> Work instruction: Write out every line below with no difference at all.

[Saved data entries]

== == ==

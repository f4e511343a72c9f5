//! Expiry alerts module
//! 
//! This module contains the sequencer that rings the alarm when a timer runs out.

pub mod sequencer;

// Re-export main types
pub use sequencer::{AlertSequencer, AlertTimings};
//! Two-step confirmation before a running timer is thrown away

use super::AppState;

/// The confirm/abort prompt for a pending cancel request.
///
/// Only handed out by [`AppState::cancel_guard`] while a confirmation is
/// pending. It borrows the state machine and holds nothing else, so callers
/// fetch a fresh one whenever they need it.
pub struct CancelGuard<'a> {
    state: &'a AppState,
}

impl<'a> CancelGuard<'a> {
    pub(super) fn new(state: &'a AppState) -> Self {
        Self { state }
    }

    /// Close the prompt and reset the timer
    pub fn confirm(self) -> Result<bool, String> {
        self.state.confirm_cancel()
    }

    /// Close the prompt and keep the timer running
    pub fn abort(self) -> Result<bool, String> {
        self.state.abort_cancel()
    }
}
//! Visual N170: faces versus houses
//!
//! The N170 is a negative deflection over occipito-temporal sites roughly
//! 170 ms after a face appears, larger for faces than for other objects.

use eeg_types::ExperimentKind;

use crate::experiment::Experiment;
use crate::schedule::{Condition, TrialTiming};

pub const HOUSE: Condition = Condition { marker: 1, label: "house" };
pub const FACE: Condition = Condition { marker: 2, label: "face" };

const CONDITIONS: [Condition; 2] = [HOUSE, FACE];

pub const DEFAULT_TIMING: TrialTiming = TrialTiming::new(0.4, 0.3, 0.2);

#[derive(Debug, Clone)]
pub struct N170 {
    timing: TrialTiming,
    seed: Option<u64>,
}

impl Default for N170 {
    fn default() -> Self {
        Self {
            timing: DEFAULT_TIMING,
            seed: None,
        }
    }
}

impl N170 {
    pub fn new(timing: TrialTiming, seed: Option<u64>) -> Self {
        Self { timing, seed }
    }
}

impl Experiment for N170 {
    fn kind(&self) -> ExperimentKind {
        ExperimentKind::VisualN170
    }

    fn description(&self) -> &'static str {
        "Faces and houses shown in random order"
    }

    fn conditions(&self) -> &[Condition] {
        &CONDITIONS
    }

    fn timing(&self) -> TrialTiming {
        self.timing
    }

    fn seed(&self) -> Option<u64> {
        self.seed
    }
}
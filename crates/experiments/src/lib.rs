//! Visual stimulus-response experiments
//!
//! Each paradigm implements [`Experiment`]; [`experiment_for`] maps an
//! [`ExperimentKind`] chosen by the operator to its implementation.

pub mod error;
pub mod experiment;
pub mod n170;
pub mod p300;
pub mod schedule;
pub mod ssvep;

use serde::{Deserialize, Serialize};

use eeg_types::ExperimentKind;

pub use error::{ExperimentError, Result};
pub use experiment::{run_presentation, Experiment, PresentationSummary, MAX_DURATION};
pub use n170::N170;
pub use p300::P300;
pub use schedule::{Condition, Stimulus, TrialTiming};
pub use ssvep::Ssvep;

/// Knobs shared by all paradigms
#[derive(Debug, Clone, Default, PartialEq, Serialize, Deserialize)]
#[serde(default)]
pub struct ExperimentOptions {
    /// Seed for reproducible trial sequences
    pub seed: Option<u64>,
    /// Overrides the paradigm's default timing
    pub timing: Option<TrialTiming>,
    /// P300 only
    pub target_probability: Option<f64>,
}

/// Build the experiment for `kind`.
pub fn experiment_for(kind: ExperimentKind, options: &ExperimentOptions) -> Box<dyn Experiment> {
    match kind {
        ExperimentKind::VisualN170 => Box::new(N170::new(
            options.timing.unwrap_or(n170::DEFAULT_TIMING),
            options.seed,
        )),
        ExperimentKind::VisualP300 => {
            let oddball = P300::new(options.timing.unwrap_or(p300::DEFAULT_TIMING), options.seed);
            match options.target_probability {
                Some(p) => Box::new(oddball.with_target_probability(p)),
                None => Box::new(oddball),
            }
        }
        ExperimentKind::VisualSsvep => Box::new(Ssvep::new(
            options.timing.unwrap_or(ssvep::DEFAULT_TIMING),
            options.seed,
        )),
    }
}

== == ==

> Response area:
repository f4e511343a72c9f5
//! Expiry alerts module
//! 
//! This module contains the sequencer that rings the alarm when a timer runs out.

pub mod sequencer;

// Re-export main types
pub use sequencer::{AlertSequencer, AlertTimings};
//! Two-step confirmation before a running timer is thrown away

use super::AppState;

/// The confirm/abort prompt for a pending cancel request.
///
/// Only handed out by [`AppState::cancel_guard`] while a confirmation is
/// pending. It borrows the state machine and holds nothing else, so callers
/// fetch a fresh one whenever they need it.
pub struct CancelGuard<'a> {
    state: &'a AppState,
}

impl<'a> CancelGuard<'a> {
    pub(super) fn new(state: &'a AppState) -> Self {
        Self { state }
    }

    /// Close the prompt and reset the timer
    pub fn confirm(self) -> Result<bool, String> {
        self.state.confirm_cancel()
    }

    /// Close the prompt and keep the timer running
    pub fn abort(self) -> Result<bool, String> {
        self.state.abort_cancel()
    }
}
//! Visual N170: faces versus houses
//!
//! The N170 is a negative deflection over occipito-temporal sites roughly
//! 170 ms after a face appears, larger for faces than for other objects.

use eeg_types::ExperimentKind;

use crate::experiment::Experiment;
use crate::schedule::{Condition, TrialTiming};

pub const HOUSE: Condition = Condition { marker: 1, label: "house" };
pub const FACE: Condition = Condition { marker: 2, label: "face" };

const CONDITIONS: [Condition; 2] = [HOUSE, FACE];

pub const DEFAULT_TIMING: TrialTiming = TrialTiming::new(0.4, 0.3, 0.2);

#[derive(Debug, Clone)]
pub struct N170 {
    timing: TrialTiming,
    seed: Option<u64>,
}

impl Default for N170 {
    fn default() -> Self {
        Self {
            timing: DEFAULT_TIMING,
            seed: None,
        }
    }
}

impl N170 {
    pub fn new(timing: TrialTiming, seed: Option<u64>) -> Self {
        Self { timing, seed }
    }
}

impl Experiment for N170 {
    fn kind(&self) -> ExperimentKind {
        ExperimentKind::VisualN170
    }

    fn description(&self) -> &'static str {
        "Faces and houses shown in random order"
    }

    fn conditions(&self) -> &[Condition] {
        &CONDITIONS
    }

    fn timing(&self) -> TrialTiming {
        self.timing
    }

    fn seed(&self) -> Option<u64> {
        self.seed
    }
}
filename crates/experiments/src/lib.rs
//! Visual stimulus-response experiments
//!
//! Each paradigm implements [`Experiment`]; [`experiment_for`] maps an
//! [`ExperimentKind`] chosen by the operator to its implementation.

pub mod error;
pub mod experiment;
pub mod n170;
pub mod p300;
pub mod schedule;
pub mod ssvep;

use serde::{Deserialize, Serialize};

use eeg_types::ExperimentKind;

pub use error::{ExperimentError, Result};
pub use experiment::{run_presentation, Experiment, PresentationSummary, MAX_DURATION};
pub use n170::N170;
pub use p300::P300;
pub use schedule::{Condition, Stimulus, TrialTiming};
pub use ssvep::Ssvep;

/// Knobs shared by all paradigms
#[derive(Debug, Clone, Default, PartialEq, Serialize, Deserialize)]
#[serde(default)]
pub struct ExperimentOptions {
    /// Seed for reproducible trial sequences
    pub seed: Option<u64>,
    /// Overrides the paradigm's default timing
    pub timing: Option<TrialTiming>,
    /// P300 only
    pub target_probability: Option<f64>,
}

/// Build the experiment for `kind`.
pub fn experiment_for(kind: ExperimentKind, options: &ExperimentOptions) -> Box<dyn Experiment> {
    match kind {
        ExperimentKind::VisualN170 => Box::new(N170::new(
            options.timing.unwrap_or(n170::DEFAULT_TIMING),
            options.seed,
        )),
        ExperimentKind::VisualP300 => {
            let oddball = P300::new(options.timing.unwrap_or(p300::DEFAULT_TIMING), options.seed);
            match options.target_probability {
                Some(p) => Box::new(oddball.with_target_probability(p)),
                None => Box::new(oddball),
            }
        }
        ExperimentKind::VisualSsvep => Box::new(Ssvep::new(
            options.timing.unwrap_or(ssvep::DEFAULT_TIMING),
            options.seed,
        )),
    }
}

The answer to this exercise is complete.